Dulu, dulu sekali, aku senang sekali jika Imron si
laki-laki tua yang taat beribadah itu membawaku serta dalam doa, senandung
Al-Qur’an, dan dzikir malamnya. Ah, hal itu yang sangat kurindukan. Meskipun
pada malam hari seringkali diriku terbasahi oleh air mata si laki-laki tua itu.

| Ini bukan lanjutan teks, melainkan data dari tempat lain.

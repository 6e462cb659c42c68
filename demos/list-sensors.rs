use std::num::NonZeroU16;

use clap::Parser;
use ipmi_sdr::{
    connection::{SimulatedRepository, Simulator},
    storage::sdr::{
        linearization::Coefficients,
        record::{
            CompactSensorRecord, FruDeviceLocatorRecord, FullSensorRecord, McDeviceLocatorRecord,
            ThresholdKind,
        },
        GetSdrRepositoryInfo, RecordId, ReserveSdrRepository,
    },
    Ipmi, LogOutput, Logger,
};

#[derive(Parser)]
struct CliOpts {
    /// Use this reservation ID instead of reserving the repository
    #[clap(long, short)]
    reservation_id: Option<u16>,
    /// Where to print the sensor list: `log`, `stdout`, `stderr` or a file path
    #[clap(default_value = "log", long, short)]
    output: String,
    /// The number of fans the simulated device has
    #[clap(default_value = "4", long)]
    fans: u8,
}

fn output(value: &str) -> std::io::Result<LogOutput> {
    let output = match value {
        "log" => LogOutput::LogTarget(log::Level::Info, "list_sensors".into()),
        "stdout" => LogOutput::StdOut,
        "stderr" => LogOutput::StdErr,
        #[cfg(feature = "log-to-file")]
        path => {
            let file = std::fs::File::create(path)?;
            LogOutput::File(std::sync::Arc::new(parking_lot::Mutex::new(file)))
        }
        #[cfg(not(feature = "log-to-file"))]
        path => {
            return Err(std::io::Error::new(
                std::io::ErrorKind::Unsupported,
                format!("cannot log to {path}: log-to-file is disabled"),
            ))
        }
    };

    Ok(output)
}

fn simulated_device(fans: u8) -> Simulator {
    let mut next_id = 1u16;
    let mut id = || {
        let current = RecordId::new_raw(next_id);
        next_id += 1;
        current
    };

    let mut repository = SimulatedRepository::new();

    let mut bmc = McDeviceLocatorRecord::new(id(), "BMC").unwrap();
    bmc.slave_address = 0x20;
    bmc.capabilities = 0x2B;
    bmc.entity_id = 0x2E;
    repository = repository.with_record(bmc);

    let mut cpu = FullSensorRecord::new(id(), "CPU Temp").unwrap();
    cpu.common.sensor_number = 0x01;
    cpu.common.sensor_type = 0x01;
    cpu.common.event_reading_type = 0x01;
    cpu.common.base_unit = 1;
    cpu.common.discrete_reading_mask = 0x3F3F;
    cpu.set_coefficients(Coefficients::new(1, 0, 0, 0));
    cpu.set_threshold(ThresholdKind::UpperCritical, 95.0).unwrap();
    cpu.set_threshold(ThresholdKind::UpperNonCritical, 85.0).unwrap();
    repository = repository
        .with_record(cpu)
        .with_reading(0x01, 52, 0xC0, 0x00, None);

    for fan in 0..fans {
        let sensor_number = 0x30u8.wrapping_add(fan);

        let mut record = FullSensorRecord::new(id(), &format!("FAN{}", fan + 1)).unwrap();
        record.common.sensor_number = sensor_number;
        record.common.sensor_type = 0x04;
        record.common.event_reading_type = 0x01;
        record.common.base_unit = 18;
        record.set_coefficients(Coefficients::new(100, 0, 0, 0));

        repository = if fan == fans - 1 {
            // The last fan has stopped.
            repository
                .with_record(record)
                .with_reading(sensor_number, 0, 0xC0, 0x04 | 0x02 | 0x01, None)
        } else {
            repository
                .with_record(record)
                .with_reading(sensor_number, 60u8.saturating_add(fan), 0xC0, 0x00, None)
        };
    }

    let mut intrusion = CompactSensorRecord::new(id(), "Chassis Intru").unwrap();
    intrusion.common.sensor_number = 0x50;
    intrusion.common.sensor_type = 0x05;
    intrusion.common.event_reading_type = 0x6F;
    repository = repository
        .with_record(intrusion)
        .with_reading(0x50, 0x00, 0xC0, 0x01, Some(0x00));

    let mut psu = CompactSensorRecord::new(id(), "PSU2 Status").unwrap();
    psu.common.sensor_number = 0x61;
    psu.common.sensor_type = 0x08;
    psu.common.event_reading_type = 0x6F;
    repository = repository.with_record(psu).with_reading(0x61, 0, 0x20, 0, None);

    let mut fru = FruDeviceLocatorRecord::new(id(), "Mainboard").unwrap();
    fru.access_address = 0x20;
    fru.access_lun_bus = 0x80;
    fru.device_type = 0x10;
    repository = repository.with_record(fru);

    repository.into_simulator()
}

fn main() -> std::io::Result<()> {
    pretty_env_logger::formatted_builder()
        .parse_filters(&std::env::var("RUST_LOG").unwrap_or("info".to_string()))
        .init();

    let opts = CliOpts::parse();
    let log_output = output(&opts.output)?;

    let mut ipmi = Ipmi::new(simulated_device(opts.fans));

    match ipmi.send_recv(GetSdrRepositoryInfo) {
        Ok(info) => Logger::log(&log_output, &info),
        Err(e) => log::warn!("Could not get SDR repository info: {e}"),
    }

    let reservation_id = match opts.reservation_id {
        Some(id) => NonZeroU16::new(id),
        None => match ipmi.send_recv(ReserveSdrRepository) {
            Ok(id) => Some(id),
            Err(e) => {
                log::error!("Could not reserve the SDR repository: {e}");
                None
            }
        },
    };

    log::info!("Listing sensors");

    let sensors = ipmi
        .list_sensors(reservation_id)
        .map_err(|e| std::io::Error::new(std::io::ErrorKind::Other, e.to_string()))?;

    for sensor in &sensors {
        Logger::log(&log_output, sensor);
    }

    log::info!("Found {} sensors", sensors.len());

    Ok(())
}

Justru hal itu membuat sejuk diriku meski kadang kurasakan dingin yang sangat,
karena sepanjang malam diriku dibiarkan terbaring lurus. Kau memang kadang tak
peduli dengan keadaanku kala itu, karena kau sibuk sekali mengayunkan tasbih
kayumu Imron.
Aku teringat lagi, dulu, dulu sekali, kau Imron si
laki-laki tua yang taat beribadah hanya akan mencuciku jika memang bauku sudah
tak sedap lagi. Sebenarnya itu membuatku kesal, bagaimana tidak? Seharusnya aku
dicuci paling tidak sebulan sekali, biar aku bisa merefreshkan diri untuk
selalu kau ajak dan kau bawa untuk menghadap sang pencipta. Hemm, harusnya kau
lebih memperhatikan itu dulu. Ah, sekarang kekesalan itu hanya sebuah kenangan
yang tak akan terulang lagi.
Sekarang, aku hanya bisa mengingat kenangan itu, andai
saja aku diciptakan dengan kedua mata, aku akan cucurkan air mata sebanyak-banyaknya,
andai saja aku diciptakan dengan satu mulut, aku akan teriak sekeras-kerasnya,
andai saja aku diciptakan dua kaki yang mampu berjalan, aku akan lari sekencang-kencangya
untuk kembali ke masa di mana aku bersama Imron, si laki-laki tua yang taat
beribadah itu. Aku merindukan momen-momen yang seharusnya aku alami, bukan di
balik kayu balok yang pengap ini, yang hanya ada cahaya lilin untuk menyinari
ruang kecil, sesak kurasakan. Aku ingin menampakkan diri, tapi bagaimana aku
bisa tampak? Tumpukan kain di atasku setiap hari semakin banyak, dan semakin
menutupi diriku yang terlanjur kusam. Dan hal itu semakin hari membuatku semakin berat untuk
menyanggah kenyataan ini. Terkadang aku merintih melihat keadaanku sekarang.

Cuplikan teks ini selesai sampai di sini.